Stored items from a collection:
:::
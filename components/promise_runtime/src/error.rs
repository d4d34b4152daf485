//! Error types for the promise runtime

use core_types::{JsError, Value};

/// Errors raised synchronously by the promise API, or used as rejection
/// reasons when the runtime itself rejects a promise.
#[derive(Debug, Clone, PartialEq, Eq, thiserror::Error)]
pub enum PromiseError {
    /// The constructor argument is not callable.
    #[error("Promise resolver {0} is not a function")]
    ResolverNotCallable(String),

    /// The constructor was invoked as a plain function.
    #[error("Failed to construct 'Promise': Please use the 'new' operator, this object constructor cannot be called as a function.")]
    CalledWithoutNew,

    /// A combinator received something other than an array.
    #[error("You must pass an array to Promise.{0}().")]
    NotAnArray(&'static str),

    /// A promise was resolved with itself.
    #[error("A promises callback cannot return that same promise.")]
    ChainingCycle,
}

impl From<PromiseError> for JsError {
    fn from(err: PromiseError) -> Self {
        JsError::type_error(err.to_string())
    }
}

impl From<PromiseError> for Value {
    fn from(err: PromiseError) -> Self {
        Value::Error(err.into())
    }
}

/// Errors raised while loading a [`crate::RuntimeConfig`].
#[derive(Debug, thiserror::Error)]
pub enum ConfigError {
    /// The configuration is not valid JSON for this schema.
    #[error("invalid runtime config: {0}")]
    Parse(#[from] serde_json::Error),
}

/// Result type for promise API operations
pub type PromiseResult<T> = Result<T, PromiseError>;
:::
- YOUR INSTRUCTIONS
All of the records shown above should be reproduced exactly.

- TASK RESULT
filename components/promise_runtime/src/error.rs
repository d4d34b4152daf485
//! Error types for the promise runtime

use core_types::{JsError, Value};

/// Errors raised synchronously by the promise API, or used as rejection
/// reasons when the runtime itself rejects a promise.
#[derive(Debug, Clone, PartialEq, Eq, thiserror::Error)]
pub enum PromiseError {
    /// The constructor argument is not callable.
    #[error("Promise resolver {0} is not a function")]
    ResolverNotCallable(String),

    /// The constructor was invoked as a plain function.
    #[error("Failed to construct 'Promise': Please use the 'new' operator, this object constructor cannot be called as a function.")]
    CalledWithoutNew,

    /// A combinator received something other than an array.
    #[error("You must pass an array to Promise.{0}().")]
    NotAnArray(&'static str),

    /// A promise was resolved with itself.
    #[error("A promises callback cannot return that same promise.")]
    ChainingCycle,
}

impl From<PromiseError> for JsError {
    fn from(err: PromiseError) -> Self {
        JsError::type_error(err.to_string())
    }
}

impl From<PromiseError> for Value {
    fn from(err: PromiseError) -> Self {
        Value::Error(err.into())
    }
}

/// Errors raised while loading a [`crate::RuntimeConfig`].
#[derive(Debug, thiserror::Error)]
pub enum ConfigError {
    /// The configuration is not valid JSON for this schema.
    #[error("invalid runtime config: {0}")]
    Parse(#[from] serde_json::Error),
}

/// Result type for promise API operations
pub type PromiseResult<T> = Result<T, PromiseError>;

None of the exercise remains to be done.